_DATA FOR REVIEW_
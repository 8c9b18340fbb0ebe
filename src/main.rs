//! Command-line entry point for the vigia harvester.

use std::path::PathBuf;
use std::sync::Arc;
use std::time::Duration;

use anyhow::Context;
use clap::{Parser, Subcommand};
use tracing::info;
use tracing_subscriber::EnvFilter;

use vigia::config;
use vigia::extract::FieldExtractor;
use vigia::harvester::{self, page_loader::HttpPageLoader, CaptureConfig, CaptureWorker};
use vigia::repository::VisitStore;
use vigia::services::search::{execute_query, Validity};

#[derive(Parser)]
#[command(
    name = "vigia",
    version,
    about = "Visitor record harvester and local search for the Portaria Virtual portal"
)]
struct Cli {
    /// Override the database path.
    #[arg(long, global = true, env = "VIGIA_DATABASE")]
    database: Option<PathBuf>,

    #[command(subcommand)]
    command: Command,
}

#[derive(Subcommand)]
enum Command {
    /// Run the capture worker until interrupted.
    Capture {
        /// Override the portal base URL.
        #[arg(long)]
        base_url: Option<String>,
    },
    /// Search stored records by terms (every term must match).
    Search {
        terms: Vec<String>,
        /// Emit results as JSON.
        #[arg(long)]
        json: bool,
    },
    /// Recompute derived fields for every stored record.
    Reprocess,
    /// Show store statistics.
    Stats,
}

#[tokio::main]
async fn main() -> anyhow::Result<()> {
    dotenvy::dotenv().ok();
    tracing_subscriber::fmt()
        .with_env_filter(EnvFilter::try_from_default_env().unwrap_or_else(|_| EnvFilter::new("info")))
        .init();

    let cli = Cli::parse();
    let mut settings = config::load_settings().await;

    let db_path = match cli.database {
        Some(path) => path,
        None => {
            settings
                .ensure_directories()
                .context("failed to create data directory")?;
            settings.database_path()
        }
    };
    let store = Arc::new(
        VisitStore::open(&db_path, FieldExtractor::new())
            .with_context(|| format!("failed to open store at {}", db_path.display()))?,
    );

    match cli.command {
        Command::Capture { base_url } => {
            if let Some(base_url) = base_url {
                settings.base_url = base_url.trim_end_matches('/').to_string();
                settings.login.login_url = format!("{}/login", settings.base_url);
            }
            url::Url::parse(&settings.base_url)
                .with_context(|| format!("invalid base URL {}", settings.base_url))?;

            let loader = Arc::new(HttpPageLoader::new(
                &settings.user_agent,
                Duration::from_secs(settings.request_timeout),
                settings.login.clone(),
            ));
            let capture_config = CaptureConfig {
                base_url: settings.base_url.clone(),
                ..Default::default()
            };

            let (handle, cancel) = harvester::stop_channel();
            let worker = CaptureWorker::new(
                loader,
                store,
                FieldExtractor::new(),
                capture_config,
                cancel,
            );
            let task = tokio::spawn(worker.run());

            tokio::signal::ctrl_c()
                .await
                .context("failed to listen for ctrl-c")?;
            info!("stop requested");
            handle.stop();
            task.await??;
        }
        Command::Search { terms, json } => {
            let hits = execute_query(&store, &terms.join(" "));
            if json {
                let rows: Vec<serde_json::Value> = hits
                    .iter()
                    .map(|hit| {
                        serde_json::json!({
                            "id": hit.record.id,
                            "name": hit.record.name,
                            "document_id": hit.record.document_id,
                            "validity_window": hit.record.validity_window,
                            "url": harvester::record_url(&settings.base_url, hit.record.id),
                            "expired": hit.validity == Validity::Expired,
                        })
                    })
                    .collect();
                println!("{}", serde_json::to_string_pretty(&rows)?);
            } else {
                for hit in &hits {
                    let flag = match hit.validity {
                        Validity::Expired => " [expired]",
                        Validity::Valid => "",
                    };
                    println!(
                        "ID {}: {} | {} | {}{}\n  {}",
                        hit.record.id,
                        hit.record.name,
                        hit.record.document_id,
                        hit.record.validity_window,
                        flag,
                        harvester::record_url(&settings.base_url, hit.record.id),
                    );
                }
                if hits.is_empty() {
                    println!("no matches");
                }
            }
        }
        Command::Reprocess => {
            let updated = store.reprocess_all()?;
            println!("reprocessed {updated} records");
        }
        Command::Stats => {
            println!("records: {}", store.count()?);
            println!("highest id: {}", store.max_id()?);
        }
    }

    Ok(())
}
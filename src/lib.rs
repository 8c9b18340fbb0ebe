//! Visit capture pipeline for the Portaria Virtual portal.
//!
//! The pipeline walks sequential visit ids on the remote portal, extracts
//! visitor identity fields from each page's visible text, and persists one
//! record per id in a local SQLite store. It resumes from the highest stored
//! id across restarts, re-submits credentials when the session expires, and
//! backs off when a record is not yet populated on the remote side.
//!
//! - [`extract`]: pure field extraction from rendered page text.
//! - [`repository`]: durable keyed storage with schema evolution.
//! - [`harvester`]: the capture state machine and its page-loading seam.
//! - [`services`]: debounced local search over the store.

pub mod config;
pub mod extract;
pub mod harvester;
pub mod models;
pub mod repository;
pub mod services;
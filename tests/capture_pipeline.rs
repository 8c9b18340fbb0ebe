//! End-to-end tests for the capture pipeline.
//!
//! Drives a real store through the capture worker with a scripted page
//! loader standing in for the remote portal.

use std::collections::VecDeque;
use std::sync::atomic::{AtomicUsize, Ordering};
use std::sync::{Arc, Mutex};
use std::time::Duration;

use async_trait::async_trait;

use vigia::extract::FieldExtractor;
use vigia::harvester::page_loader::PageLoader;
use vigia::harvester::{stop_channel, CaptureConfig, CaptureWorker};
use vigia::repository::VisitStore;

const VALID_PAGE: &str =
    "Detalhes Visitante: Maria Silva CPF 111.222.333-44 Horário: 01/01/2024 08:00 - 31/12/2024 18:00";
const LOGIN_PAGE: &str = "Entrar com suas credenciais";
const NOT_FOUND_PAGE: &str = "Visita não encontrada";

/// Serves a scripted sequence of pages, then not-found pages forever.
struct ScriptedLoader {
    pages: Mutex<VecDeque<Option<String>>>,
    requested: Mutex<Vec<String>>,
    refreshes: AtomicUsize,
}

impl ScriptedLoader {
    fn new(pages: Vec<Option<&str>>) -> Arc<Self> {
        Arc::new(Self {
            pages: Mutex::new(pages.into_iter().map(|p| p.map(str::to_string)).collect()),
            requested: Mutex::new(Vec::new()),
            refreshes: AtomicUsize::new(0),
        })
    }

    fn requested(&self) -> Vec<String> {
        self.requested.lock().unwrap().clone()
    }
}

#[async_trait]
impl PageLoader for ScriptedLoader {
    async fn load_visible_text(&self, url: &str) -> anyhow::Result<Option<String>> {
        self.requested.lock().unwrap().push(url.to_string());
        let next = self.pages.lock().unwrap().pop_front();
        match next {
            Some(page) => Ok(page),
            None => Ok(Some(NOT_FOUND_PAGE.to_string())),
        }
    }

    async fn refresh_session(&self) -> anyhow::Result<bool> {
        self.refreshes.fetch_add(1, Ordering::SeqCst);
        Ok(true)
    }
}

fn fast_config() -> CaptureConfig {
    CaptureConfig {
        base_url: "https://portal.test".to_string(),
        startup_settle: Duration::from_millis(1),
        post_load_settle: Duration::from_millis(1),
        accept_settle: Duration::from_millis(1),
        login_retry_delay: Duration::from_millis(2),
        not_found_retry_delay: Duration::from_millis(2),
    }
}

fn open_store(dir: &tempfile::TempDir) -> Arc<VisitStore> {
    Arc::new(
        VisitStore::open(&dir.path().join("test.db"), FieldExtractor::new())
            .expect("failed to open store"),
    )
}

/// Run a worker over the loader and store for roughly `window`, then stop it.
async fn run_worker(loader: Arc<ScriptedLoader>, store: Arc<VisitStore>, window: Duration) {
    let (handle, cancel) = stop_channel();
    let worker = CaptureWorker::new(loader, store, FieldExtractor::new(), fast_config(), cancel);
    let task = tokio::spawn(worker.run());
    tokio::time::sleep(window).await;
    handle.stop();
    task.await.expect("worker panicked").expect("worker failed");
}

// ============================================================================
// capture and resume
// ============================================================================

#[tokio::test]
async fn captures_ascending_ids_and_resumes_past_max() {
    let dir = tempfile::tempdir().unwrap();
    let store = open_store(&dir);

    let loader = ScriptedLoader::new(vec![Some(VALID_PAGE), Some(VALID_PAGE)]);
    run_worker(loader.clone(), store.clone(), Duration::from_millis(150)).await;

    assert_eq!(store.count().unwrap(), 2);
    assert_eq!(store.max_id().unwrap(), 2);
    let first = store.get(1).unwrap().unwrap();
    assert_eq!(first.name, "Maria Silva");
    assert_eq!(first.document_id, "111.222.333-44");
    assert_eq!(first.validity_window, "01/01/2024 - 31/12/2024");
    assert_eq!(first.raw_content, VALID_PAGE);

    let requested = loader.requested();
    assert!(requested[0].starts_with("https://portal.test/visita/1/detalhes?t="));
    assert!(requested[1].starts_with("https://portal.test/visita/2/detalhes?t="));

    // A fresh worker over the same store must pick up at max_id() + 1.
    let loader = ScriptedLoader::new(vec![]);
    run_worker(loader.clone(), store.clone(), Duration::from_millis(50)).await;

    let requested = loader.requested();
    assert!(!requested.is_empty());
    assert!(requested[0].starts_with("https://portal.test/visita/3/detalhes?t="));
    assert_eq!(store.max_id().unwrap(), 2);
}

// ============================================================================
// retry paths
// ============================================================================

#[tokio::test]
async fn session_expiry_refreshes_and_retries_the_same_id() {
    let dir = tempfile::tempdir().unwrap();
    let store = open_store(&dir);

    let loader = ScriptedLoader::new(vec![Some(LOGIN_PAGE), Some(VALID_PAGE)]);
    run_worker(loader.clone(), store.clone(), Duration::from_millis(100)).await;

    assert!(loader.refreshes.load(Ordering::SeqCst) >= 1);
    assert_eq!(store.max_id().unwrap(), 1);

    let requested = loader.requested();
    assert!(requested.len() >= 2);
    assert!(requested[0].contains("/visita/1/"));
    assert!(requested[1].contains("/visita/1/"));
}

#[tokio::test]
async fn absent_content_takes_the_login_path() {
    let dir = tempfile::tempdir().unwrap();
    let store = open_store(&dir);

    let loader = ScriptedLoader::new(vec![None, Some(VALID_PAGE)]);
    run_worker(loader.clone(), store.clone(), Duration::from_millis(100)).await;

    assert!(loader.refreshes.load(Ordering::SeqCst) >= 1);
    assert_eq!(store.max_id().unwrap(), 1);
}

#[tokio::test]
async fn unavailable_record_is_retried_until_it_appears() {
    let dir = tempfile::tempdir().unwrap();
    let store = open_store(&dir);

    let loader = ScriptedLoader::new(vec![
        Some(NOT_FOUND_PAGE),
        Some(NOT_FOUND_PAGE),
        Some(VALID_PAGE),
    ]);
    run_worker(loader.clone(), store.clone(), Duration::from_millis(100)).await;

    assert_eq!(store.max_id().unwrap(), 1);
    let requested = loader.requested();
    assert!(requested.iter().take(3).all(|u| u.contains("/visita/1/")));
    assert_eq!(loader.refreshes.load(Ordering::SeqCst), 0);
}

_TASK TO COMPLETE_
Whenever a line of the entries contains "filename", it counts toward the total; state that total alone.

_REPLY TO THE TASK_
3